▸ **Task prompt**
Which of the lines below hold "BendData"? Please return each one.

-- Available data follows --

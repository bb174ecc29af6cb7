//! Tie and bend relations between two positions on one string

use super::position::Position;
use super::theory::Midi;
use serde::{Deserialize, Serialize};

/// Articulation connecting two notes on a string
///
/// `Hammer` means hammer-on going up, pull-off going down.
#[derive(Debug, Clone, Copy, PartialEq, Eq, Hash, Serialize, Deserialize)]
#[serde(rename_all = "kebab-case")]
pub enum TieKind {
    Plain,
    Hammer,
    Tap,
    Slide,
    TieSlide,
}

/// Whether a bend with a release point returns to the `to` note or holds
#[derive(Debug, Clone, Copy, PartialEq, Eq, Hash, Serialize, Deserialize)]
#[serde(rename_all = "lowercase")]
pub enum ReleaseType {
    Hold,
    Connect,
}

#[derive(Debug, Clone, Copy, PartialEq, Eq)]
pub struct TieData {
    pub kind: TieKind,
    pub to: Position,
}

#[derive(Debug, Clone, PartialEq)]
pub struct BendData {
    /// Bend amount in whole steps
    pub amount: f32,
    /// Release points, as offsets from the bend's origin
    pub through: Option<Vec<Position>>,
    /// Ignored when there is no release point
    pub release_type: ReleaseType,
    pub to: Position,
}

/// The relation anchored at one (string, position)
#[derive(Debug, Clone, PartialEq, Serialize, Deserialize)]
#[serde(from = "RawTieSlot", into = "RawTieSlot")]
pub enum TieSlot {
    Tie(TieData),
    Bend(BendData),
}

impl TieSlot {
    pub fn to(&self) -> Position {
        match self {
            TieSlot::Tie(t) => t.to,
            TieSlot::Bend(b) => b.to,
        }
    }

    pub fn is_bend(&self) -> bool {
        matches!(self, TieSlot::Bend(_))
    }

    /// Copy of this relation whose target moved by `by`; release offsets
    /// are relative to the origin and stay as they are
    pub fn shifted(&self, by: Position) -> TieSlot {
        match self {
            TieSlot::Tie(t) => TieSlot::Tie(TieData { kind: t.kind, to: t.to + by }),
            TieSlot::Bend(b) => TieSlot::Bend(BendData { to: b.to + by, ..b.clone() }),
        }
    }
}

#[derive(Debug, Clone, Copy, PartialEq, Eq, Serialize, Deserialize)]
#[serde(rename_all = "kebab-case")]
enum SlotType {
    Plain,
    Hammer,
    Tap,
    Slide,
    TieSlide,
    Bend,
}

/// Flat wire form: `{"type": "hammer", "to": 4}` or
/// `{"type": "bend", "bend": 1, "releaseType": "connect", "to": 4}`
#[derive(Debug, Clone, Serialize, Deserialize)]
#[serde(rename_all = "camelCase")]
struct RawTieSlot {
    #[serde(rename = "type")]
    slot_type: SlotType,
    to: Position,
    #[serde(default, skip_serializing_if = "Option::is_none")]
    bend: Option<f32>,
    #[serde(default, skip_serializing_if = "Option::is_none")]
    through: Option<Vec<Position>>,
    #[serde(default, skip_serializing_if = "Option::is_none")]
    release_type: Option<ReleaseType>,
}

impl From<RawTieSlot> for TieSlot {
    fn from(raw: RawTieSlot) -> Self {
        let kind = match raw.slot_type {
            SlotType::Plain => TieKind::Plain,
            SlotType::Hammer => TieKind::Hammer,
            SlotType::Tap => TieKind::Tap,
            SlotType::Slide => TieKind::Slide,
            SlotType::TieSlide => TieKind::TieSlide,
            SlotType::Bend => {
                return TieSlot::Bend(BendData {
                    amount: raw.bend.unwrap_or(1.0),
                    through: raw.through,
                    release_type: raw.release_type.unwrap_or(ReleaseType::Connect),
                    to: raw.to,
                })
            }
        };
        TieSlot::Tie(TieData { kind, to: raw.to })
    }
}

impl From<TieSlot> for RawTieSlot {
    fn from(slot: TieSlot) -> Self {
        match slot {
            TieSlot::Tie(t) => RawTieSlot {
                slot_type: match t.kind {
                    TieKind::Plain => SlotType::Plain,
                    TieKind::Hammer => SlotType::Hammer,
                    TieKind::Tap => SlotType::Tap,
                    TieKind::Slide => SlotType::Slide,
                    TieKind::TieSlide => SlotType::TieSlide,
                },
                to: t.to,
                bend: None,
                through: None,
                release_type: None,
            },
            TieSlot::Bend(b) => RawTieSlot {
                slot_type: SlotType::Bend,
                to: b.to,
                bend: Some(b.amount),
                through: b.through,
                release_type: Some(b.release_type),
            },
        }
    }
}

/// Tie joined with its anchor and the pitches at both ends, for display
#[derive(Debug, Clone, PartialEq, Serialize, Deserialize)]
#[serde(rename_all = "camelCase")]
pub struct Tie {
    pub string: usize,
    pub from: Position,
    #[serde(rename = "type")]
    pub kind: TieKind,
    pub to: Position,
    /// `None` when the note is muted or missing
    #[serde(default)]
    pub midi_from: Option<Midi>,
    #[serde(default)]
    pub midi_to: Option<Midi>,
}

impl Tie {
    pub fn data(&self) -> TieData {
        TieData { kind: self.kind, to: self.to }
    }
}

/// Bend joined with its anchor
#[derive(Debug, Clone, PartialEq, Serialize, Deserialize)]
#[serde(rename_all = "camelCase")]
pub struct Bend {
    pub string: usize,
    pub from: Position,
    #[serde(rename = "bend")]
    pub amount: f32,
    #[serde(default, skip_serializing_if = "Option::is_none")]
    pub through: Option<Vec<Position>>,
    pub release_type: ReleaseType,
    pub to: Position,
}

impl Bend {
    pub fn data(&self) -> BendData {
        BendData {
            amount: self.amount,
            through: self.through.clone(),
            release_type: self.release_type,
            to: self.to,
        }
    }

    /// First release point as an absolute position
    pub fn release_point(&self) -> Option<Position> {
        self.through
            .as_ref()
            .and_then(|t| t.first())
            .map(|offset| self.from + *offset)
    }
}

#[cfg(test)]
mod tests {
    use super::*;

    #[test]
    fn test_tie_wire_format() {
        let slot = TieSlot::Tie(TieData { kind: TieKind::TieSlide, to: Position::beats(4) });
        let json = serde_json::to_string(&slot).unwrap();
        assert_eq!(json, r#"{"type":"tie-slide","to":4}"#);
        let parsed: TieSlot = serde_json::from_str(&json).unwrap();
        assert_eq!(parsed, slot);
    }

    #[test]
    fn test_bend_wire_format() {
        let json = r#"{"type":"bend","to":2.5,"bend":0.5,"through":[1],"releaseType":"hold"}"#;
        let parsed: TieSlot = serde_json::from_str(json).unwrap();
        match &parsed {
            TieSlot::Bend(b) => {
                assert_eq!(b.amount, 0.5);
                assert_eq!(b.through, Some(vec![Position::beats(1)]));
                assert_eq!(b.release_type, ReleaseType::Hold);
                assert_eq!(b.to, Position::new(5, 2));
            }
            _ => panic!("expected a bend"),
        }
        assert_eq!(serde_json::to_string(&parsed).unwrap(), json);
    }

    #[test]
    fn test_shifted_keeps_release_offsets() {
        let slot = TieSlot::Bend(BendData {
            amount: 1.0,
            through: Some(vec![Position::beats(1)]),
            release_type: ReleaseType::Connect,
            to: Position::beats(3),
        });
        match slot.shifted(Position::beats(4)) {
            TieSlot::Bend(b) => {
                assert_eq!(b.to, Position::beats(7));
                assert_eq!(b.through, Some(vec![Position::beats(1)]));
            }
            _ => panic!("expected a bend"),
        }
    }
}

-- Available data concluded --

▸ **Response area**
pub struct BendData {
    Bend(BendData),
            TieSlot::Bend(b) => TieSlot::Bend(BendData { to: b.to + by, ..b.clone() }),
                return TieSlot::Bend(BendData {
    pub fn data(&self) -> BendData {
        BendData {
        let slot = TieSlot::Bend(BendData {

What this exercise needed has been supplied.